[Collected data]
use crate::config::types::Config;
use crate::config::validation::validate;
use crate::ConfigError;
use sha2::{Digest, Sha256};
use std::path::Path;

/// Loads and parses a configuration file from the given path
///
/// # Arguments
///
/// * `path` - Path to the TOML configuration file
///
/// # Returns
///
/// * `Ok(Config)` - Successfully loaded and validated configuration
/// * `Err(ConfigError)` - Failed to load, parse, or validate the configuration
///
/// # Example
///
/// ```no_run
/// use std::path::Path;
/// use trawler::config::load_config;
///
/// let config = load_config(Path::new("trawler.toml")).unwrap();
/// println!("File cap: {}", config.crawler.file_cap);
/// ```
pub fn load_config(path: &Path) -> Result<Config, ConfigError> {
    let content = std::fs::read_to_string(path)?;
    parse_config(&content)
}

/// Parses and validates configuration from TOML text
pub fn parse_config(content: &str) -> Result<Config, ConfigError> {
    let config: Config = toml::from_str(content)?;
    validate(&config)?;
    Ok(config)
}

/// Computes a SHA-256 hash of the configuration file content
///
/// Logged at startup so two runs can be told apart by the settings they used.
///
/// # Arguments
///
/// * `path` - Path to the TOML configuration file
///
/// # Returns
///
/// * `Ok(String)` - Hex-encoded SHA-256 hash of the file content
/// * `Err(ConfigError)` - Failed to read the file
pub fn compute_config_hash(path: &Path) -> Result<String, ConfigError> {
    let content = std::fs::read_to_string(path)?;
    let mut hasher = Sha256::new();
    hasher.update(content.as_bytes());
    let result = hasher.finalize();
    Ok(hex::encode(result))
}

/// Loads a configuration and returns both the config and its hash
pub fn load_config_with_hash(path: &Path) -> Result<(Config, String), ConfigError> {
    let config = load_config(path)?;
    let hash = compute_config_hash(path)?;
    Ok((config, hash))
}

*Work request*. Every line in the data above that includes the word "crate" should be copied.

*Solved problem*.
use crate::config::types::Config;
use crate::config::validation::validate;
use crate::ConfigError;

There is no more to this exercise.